[[ Data for processing, beginning ]]

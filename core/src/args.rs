//! Arguments passed to bound methods and the values they return.
//!
//! # Design
//! Bound methods are dynamic in the same way as their templates: any name may
//! be passed, and the endpoint decides which ones feed the URL template and
//! which ones travel as query parameters or body. Values are
//! `serde_json::Value` so anything JSON-representable can be supplied.

use std::collections::BTreeMap;
use std::fmt;

use serde::de::DeserializeOwned;
use serde_json::Value;

use crate::error::ApiError;

/// Positional and keyword arguments of one call.
#[derive(Debug, Clone, Default, PartialEq)]
pub struct CallArgs {
    pub positional: Vec<Value>,
    pub keyword: BTreeMap<String, Value>,
}

impl CallArgs {
    pub fn new() -> Self {
        Self::default()
    }

    /// Add a keyword argument, replacing any previous value under `name`.
    pub fn arg(mut self, name: impl Into<String>, value: impl Into<Value>) -> Self {
        self.keyword.insert(name.into(), value.into());
        self
    }

    /// Append a positional argument.
    pub fn push(mut self, value: impl Into<Value>) -> Self {
        self.positional.push(value.into());
        self
    }

    /// JSON request body, sent under the `payload` keyword.
    pub fn payload(self, value: impl Into<Value>) -> Self {
        self.arg("payload", value)
    }

    /// Raw or form-encoded request body, sent under the `data` keyword.
    pub fn data(self, value: impl Into<Value>) -> Self {
        self.arg("data", value)
    }

    /// Per-call header override.
    pub fn header(mut self, name: impl Into<String>, value: impl Into<String>) -> Self {
        let headers = self
            .keyword
            .entry("headers".to_string())
            .or_insert_with(|| Value::Object(Default::default()));
        if !headers.is_object() {
            *headers = Value::Object(Default::default());
        }
        if let Value::Object(map) = headers {
            map.insert(name.into(), Value::String(value.into()));
        }
        self
    }

    pub fn get(&self, name: &str) -> Option<&Value> {
        self.keyword.get(name)
    }

    pub fn is_empty(&self) -> bool {
        self.positional.is_empty() && self.keyword.is_empty()
    }
}

impl<K: Into<String>, V: Into<Value>> FromIterator<(K, V)> for CallArgs {
    fn from_iter<I: IntoIterator<Item = (K, V)>>(iter: I) -> Self {
        Self {
            positional: Vec::new(),
            keyword: iter.into_iter().map(|(k, v)| (k.into(), v.into())).collect(),
        }
    }
}

impl fmt::Display for CallArgs {
    fn fmt(&self, f: &mut fmt::Formatter<'_>) -> fmt::Result {
        write!(f, "(")?;
        let mut first = true;
        for value in &self.positional {
            if !first {
                write!(f, ", ")?;
            }
            write!(f, "{value}")?;
            first = false;
        }
        for (name, value) in &self.keyword {
            if !first {
                write!(f, ", ")?;
            }
            write!(f, "{name}={value}")?;
            first = false;
        }
        write!(f, ")")
    }
}

/// What a bound method hands back once its response has been finalized.
#[derive(Debug, Clone, PartialEq)]
pub enum Reply {
    /// Decoded JSON body (`decode_json` enabled).
    Json(Value),
    /// Undecoded response body.
    Raw(Vec<u8>),
}

impl Reply {
    pub fn as_json(&self) -> Option<&Value> {
        match self {
            Reply::Json(value) => Some(value),
            Reply::Raw(_) => None,
        }
    }

    pub fn into_json(self) -> Option<Value> {
        match self {
            Reply::Json(value) => Some(value),
            Reply::Raw(_) => None,
        }
    }

    /// Raw bytes of an undecoded body.
    pub fn as_bytes(&self) -> Option<&[u8]> {
        match self {
            Reply::Raw(bytes) => Some(bytes),
            Reply::Json(_) => None,
        }
    }

    /// Deserialize the reply into a typed value. Raw bodies are parsed as
    /// JSON first.
    pub fn json<T: DeserializeOwned>(self) -> Result<T, ApiError> {
        let decoded = match self {
            Reply::Json(value) => serde_json::from_value(value),
            Reply::Raw(bytes) => serde_json::from_slice(&bytes),
        };
        decoded.map_err(|e| ApiError::ReplyType(e.to_string()))
    }
}

#[cfg(test)]
mod tests {
    use super::*;
    use serde_json::json;

    #[test]
    fn builder_collects_keywords_and_positionals() {
        assert!(CallArgs::new().is_empty());
        let args = CallArgs::new().arg("id", 2).push("x").arg("title", "news");
        assert!(!args.is_empty());
        assert!(!CallArgs::new().push(1).is_empty());
        assert_eq!(args.positional, vec![json!("x")]);
        assert_eq!(args.get("id"), Some(&json!(2)));
        assert_eq!(args.get("title"), Some(&json!("news")));
    }

    #[test]
    fn header_accumulates_into_headers_object() {
        let args = CallArgs::new().header("x-a", "1").header("x-b", "2");
        assert_eq!(args.get("headers"), Some(&json!({"x-a": "1", "x-b": "2"})));
    }

    #[test]
    fn collects_from_pairs() {
        let args: CallArgs = [("userId", json!(1)), ("title", json!("x"))].into_iter().collect();
        assert_eq!(args.keyword.len(), 2);
        assert!(args.positional.is_empty());
    }

    #[test]
    fn display_lists_arguments() {
        let args = CallArgs::new().push(5).arg("id", 2);
        assert_eq!(args.to_string(), "(5, id=2)");
        assert_eq!(CallArgs::new().to_string(), "()");
    }

    #[test]
    fn typed_reply_from_raw_body() {
        #[derive(Debug, serde::Deserialize)]
        struct Post {
            id: u64,
        }
        let posts: Vec<Post> = Reply::Raw(br#"[{"id":1}]"#.to_vec()).json().unwrap();
        assert_eq!(posts[0].id, 1);
        let err = Reply::Raw(b"nope".to_vec()).json::<Vec<Post>>().unwrap_err();
        assert!(matches!(err, ApiError::ReplyType(_)), "{err}");
        let err = Reply::Json(json!({"id": "one"})).json::<Post>().unwrap_err();
        assert!(err.to_string().starts_with("reply does not match the requested type"), "{err}");
    }
}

[[ Data for processing, end ]]

| The task |
Check how many lines in the entries contain "BTreeMap", and reply with that number alone.

| Solution for this exercise |
2